Strike through on driver inner part of door handle as i was just lazy at taping up the area. Did have touchup pen to hand for correction.


----------



## 20vKarlos (Aug 8, 2009)

pad blew up on me :wall:


----------



## Sirmally2 (Feb 28, 2011)

Waxed a full car in 1 degree temps, then went to remove it - ERRRRRR WRONG!

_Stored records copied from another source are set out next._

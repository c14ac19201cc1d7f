use std::path::PathBuf;

use clap::Parser;

/// Judge worker: subscribes to the dispatcher, compiles and runs
/// submissions under the sandbox, and streams results back.
#[derive(Debug, Parser)]
#[command(name = "oj-worker", version, about)]
pub struct Cli {
    /// Path to the worker configuration file.
    #[arg(short, long, default_value = "oj-worker.toml")]
    pub config: PathBuf,
}
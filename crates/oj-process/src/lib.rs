//! Subprocess execution with bounded pipe draining.
//!
//! The runner drains a child's stdout/stderr into caller-supplied sinks
//! with per-stream byte caps. Hitting a cap does NOT kill the child: the
//! sandbox's pid-namespace may ignore SIGPIPE, and the sandbox's terminal
//! statistics are still wanted, so the stream is simply closed and the
//! child runs on until it exits or its own limits fire.

pub mod journal;
pub mod rlimit;

pub use journal::{Journal, JournalSession, Journals};

use std::io::Write;
use std::process::Stdio;
use std::time::Duration;

use anyhow::{Context, Result};
use tokio::io::AsyncReadExt;
use tokio::process::Command;
use tracing::{debug, warn};

/// Drain chunk size: 16 pages, the conventional pipe buffer size.
pub const PIPE_BUFFER_SIZE: usize = 4096 * 16;

/// Destination for one piped stream, with an optional byte cap.
///
/// Bytes beyond the cap are never written to the sink; the overflow is
/// recorded as an OLE flag on the completed run instead.
pub struct StreamSink<'a> {
    writer: &'a mut (dyn Write + Send),
    limit: Option<u64>,
}

impl<'a> StreamSink<'a> {
    pub fn bounded(writer: &'a mut (dyn Write + Send), limit: u64) -> Self {
        Self {
            writer,
            limit: Some(limit),
        }
    }

    pub fn unbounded(writer: &'a mut (dyn Write + Send)) -> Self {
        Self {
            writer,
            limit: None,
        }
    }
}

/// Summary of a completed piped run. The captured bytes live in the
/// sinks the caller handed in.
#[derive(Clone, Copy, Debug, Default)]
pub struct PipedOutput {
    /// Child exit code; 1 when killed by a signal.
    pub exit_code: i32,
    pub stdout_len: u64,
    pub stderr_len: u64,
    pub stdout_ole: bool,
    pub stderr_ole: bool,
}

impl PipedOutput {
    pub fn success(&self) -> bool {
        self.exit_code == 0
    }
}

/// The supervisor deadline expired and the child was killed.
#[derive(Debug, thiserror::Error)]
#[error("child did not finish within {timeout_ms} ms and was killed")]
pub struct RunTimeout {
    pub timeout_ms: u64,
}

#[derive(Clone, Copy, Debug, Default)]
struct StreamStatus {
    bytes: u64,
    ole: bool,
}

/// Run a child process, draining piped streams into the given sinks.
///
/// Where a sink is present the corresponding stream is piped; otherwise
/// whatever disposition the caller already set on `cmd` (inherit,
/// devnull, an explicit file) is honored. Stdin, working directory and
/// `pre_exec` hooks are likewise configured by the caller beforehand.
///
/// Both pipes are drained concurrently with the child's execution, in
/// chunks of [`PIPE_BUFFER_SIZE`]; within one stream, bytes reach the
/// sink in emission order. When a sink's cap is reached the runner
/// probes for exactly one more byte: data means the stream overflowed
/// (OLE), EOF means it ended exactly at the cap.
///
/// `deadline`, when set, bounds the whole run; expiry kills the child
/// and fails with [`RunTimeout`], leaving whatever was captured in the
/// sinks.
pub async fn run_piped(
    mut cmd: Command,
    stdout: Option<StreamSink<'_>>,
    stderr: Option<StreamSink<'_>>,
    deadline: Option<Duration>,
) -> Result<PipedOutput> {
    if stdout.is_some() {
        cmd.stdout(Stdio::piped());
    }
    if stderr.is_some() {
        cmd.stderr(Stdio::piped());
    }
    cmd.kill_on_drop(true);

    let mut child = cmd.spawn().context("failed to spawn command")?;
    let out_pipe = child.stdout.take();
    let err_pipe = child.stderr.take();

    let drained = async {
        let (out, err) = tokio::join!(
            drain_stream(out_pipe, stdout),
            drain_stream(err_pipe, stderr),
        );
        let (out, err) = (out?, err?);
        let status = child.wait().await.context("failed to wait for child")?;
        Ok::<_, anyhow::Error>((out, err, status))
    };

    let outcome = match deadline {
        Some(limit) => {
            let timed = tokio::time::timeout(limit, drained).await;
            match timed {
                Ok(res) => res?,
                Err(_) => {
                    let timeout_ms = limit.as_millis() as u64;
                    warn!(timeout_ms, "supervisor deadline expired; killing child");
                    let _ = child.start_kill();
                    let _ = child.wait().await;
                    return Err(RunTimeout { timeout_ms }.into());
                }
            }
        }
        None => drained.await?,
    };
    let (out, err, status) = outcome;

    let exit_code = status.code().unwrap_or_else(|| {
        warn!("child terminated by signal, reporting exit code 1");
        1
    });
    debug!(
        exit_code,
        stdout_len = out.bytes,
        stderr_len = err.bytes,
        stdout_ole = out.ole,
        stderr_ole = err.ole,
        "piped run finished"
    );

    Ok(PipedOutput {
        exit_code,
        stdout_len: out.bytes,
        stderr_len: err.bytes,
        stdout_ole: out.ole,
        stderr_ole: err.ole,
    })
}

/// Drain one pipe to EOF or to its cap, then probe for overflow.
///
/// Dropping the pipe on return closes the parent's end; the child keeps
/// running either way.
async fn drain_stream<R>(pipe: Option<R>, sink: Option<StreamSink<'_>>) -> Result<StreamStatus>
where
    R: tokio::io::AsyncRead + Unpin,
{
    let (Some(mut pipe), Some(sink)) = (pipe, sink) else {
        return Ok(StreamStatus::default());
    };
    let StreamSink { writer, limit } = sink;

    let mut buf = vec![0u8; PIPE_BUFFER_SIZE];
    let mut status = StreamStatus::default();

    loop {
        let want = match limit {
            Some(cap) => (cap - status.bytes).min(PIPE_BUFFER_SIZE as u64) as usize,
            None => PIPE_BUFFER_SIZE,
        };

        if want == 0 {
            // Cap reached: a successful 1-byte read means the child had
            // more to say than the cap allows.
            let mut probe = [0u8; 1];
            let n = pipe
                .read(&mut probe)
                .await
                .context("failed to probe pipe past byte cap")?;
            if n > 0 {
                status.ole = true;
            }
            break;
        }

        let n = pipe
            .read(&mut buf[..want])
            .await
            .context("failed to read from child pipe")?;
        if n == 0 {
            break;
        }
        writer
            .write_all(&buf[..n])
            .context("failed to write to stream sink")?;
        status.bytes += n as u64;
    }

    Ok(status)
}

/// Keep `fd` open across `exec` by clearing its close-on-exec flag in
/// the child. Used to hand the sandbox its statistics log descriptor.
pub fn inherit_fd(cmd: &mut Command, fd: std::os::fd::RawFd) {
    // SAFETY: fcntl is async-signal-safe and the closure runs between
    // fork and exec.
    unsafe {
        cmd.pre_exec(move || {
            let flags = libc::fcntl(fd, libc::F_GETFD);
            if flags < 0 {
                return Err(std::io::Error::last_os_error());
            }
            if libc::fcntl(fd, libc::F_SETFD, flags & !libc::FD_CLOEXEC) < 0 {
                return Err(std::io::Error::last_os_error());
            }
            Ok(())
        });
    }
}

#[cfg(test)]
#[path = "runner_tests.rs"]
mod tests;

Had to SRP the full car to take the residue off and rewax panel by panel!


----------



## Wout_RS (Jun 13, 2012)

Wanted to take of the badges on an S-max by heating the panels, didn't now it were plastic panels and so the paint was heated to fast. Making the paint liquid and dripped off :s


----------



## Moggytom (Dec 28, 2011)

Not really that bad but packed ally stuff away and realise I didn't polish and wax my boot lid cause it was open the whole time :/ so had to get it all back out again lol


----------



## durmz (Nov 2, 2010)

Finished long correction set, applied wax, buffing off , one little bit wouldn't come off, so I apply a little pressure, 

Leaves a nice big circle scratch! Doh!

Back out came ipa polish etc


----------



## Jack (May 14, 2007)

Many moons ago I use to work for a large car dealership. Anyway I was given a rotary to use without any guidance. Thing's were going well until I needed to do the lower part of a door. Instead of bending down I just turned the rotary around, so the handle was at the top and the head at the bottom. Obviously this caused the cable to hang down and with me getting carried away and not watching the cable the disaster wasnt far away. Next thing I know the cable got caught by the head, wrapped round the machine and then snapped. Oh how embarrassing. 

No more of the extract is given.